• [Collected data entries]
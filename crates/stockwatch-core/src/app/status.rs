//! Per-state counts for observability.

use serde::{Deserialize, Serialize};

use crate::domain::MonitoringState;

/// Registry-wide worker counts, keyed by current state.
#[derive(Debug, Clone, Default, PartialEq, Eq, Serialize, Deserialize)]
pub struct TaskCounts {
    pub initializing: usize,
    pub searching: usize,
    pub available: usize,
    pub notify_pending: usize,
    pub cooldown: usize,
    pub stopped: usize,
    pub error: usize,
    pub completed: usize,
}

impl TaskCounts {
    pub fn record(&mut self, state: MonitoringState) {
        match state {
            MonitoringState::Initializing => self.initializing += 1,
            MonitoringState::Searching => self.searching += 1,
            MonitoringState::Available => self.available += 1,
            MonitoringState::NotifyPending => self.notify_pending += 1,
            MonitoringState::Cooldown => self.cooldown += 1,
            MonitoringState::Stopped => self.stopped += 1,
            MonitoringState::Error => self.error += 1,
            MonitoringState::Completed => self.completed += 1,
        }
    }

    pub fn total(&self) -> usize {
        self.initializing
            + self.searching
            + self.available
            + self.notify_pending
            + self.cooldown
            + self.stopped
            + self.error
            + self.completed
    }
}
//! ProductAlert - 通知ペイロード
//!
//! 1回の rising edge につき 1 つ作られ、全 subscriber に同じ本文が送られる。

use serde::{Deserialize, Serialize};

/// Product fields scraped from the page after the session opens.
#[derive(Debug, Clone, Default, PartialEq, Eq, Serialize, Deserialize)]
pub struct ProductInfo {
    pub title: String,
    pub price: Option<String>,
    pub stock_detail: Option<String>,
}

/// Payload for one availability notification.
#[derive(Debug, Clone, PartialEq, Eq)]
pub struct ProductAlert {
    pub title: String,
    pub url: String,
    pub stock_detail: String,
}

impl ProductAlert {
    pub fn new(
        title: impl Into<String>,
        url: impl Into<String>,
        stock_detail: impl Into<String>,
    ) -> Self {
        Self {
            title: title.into(),
            url: url.into(),
            stock_detail: stock_detail.into(),
        }
    }

    /// Render the outbound Markdown body.
    pub fn message_body(&self) -> String {
        format!(
            "\u{1F514} *Product Alert!*\n\n\
             *Product Name:* \n\n{}\n\n\
             *Status:* Available now\n\n\
             *Available Stocks:*\n\n{}\n\n\
             [Click here to buy the product]({})",
            self.title, self.stock_detail, self.url
        )
    }
}

#[cfg(test)]
mod tests {
    use super::*;

    #[test]
    fn message_body_carries_title_link_and_stock() {
        let alert = ProductAlert::new(
            "Mechanical Keyboard",
            "https://shop.tiktok.com/view/product/123",
            "Black x2, White x1",
        );
        let body = alert.message_body();
        assert!(body.contains("*Product Alert!*"));
        assert!(body.contains("Mechanical Keyboard"));
        assert!(body.contains("Black x2, White x1"));
        assert!(body.contains("(https://shop.tiktok.com/view/product/123)"));
    }
}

• [TASK GOAL] Report every line above that has the string "cooldown" in it.

• [TASK SOLUTION]
    pub cooldown: usize,
            MonitoringState::Cooldown => self.cooldown += 1,
            + self.cooldown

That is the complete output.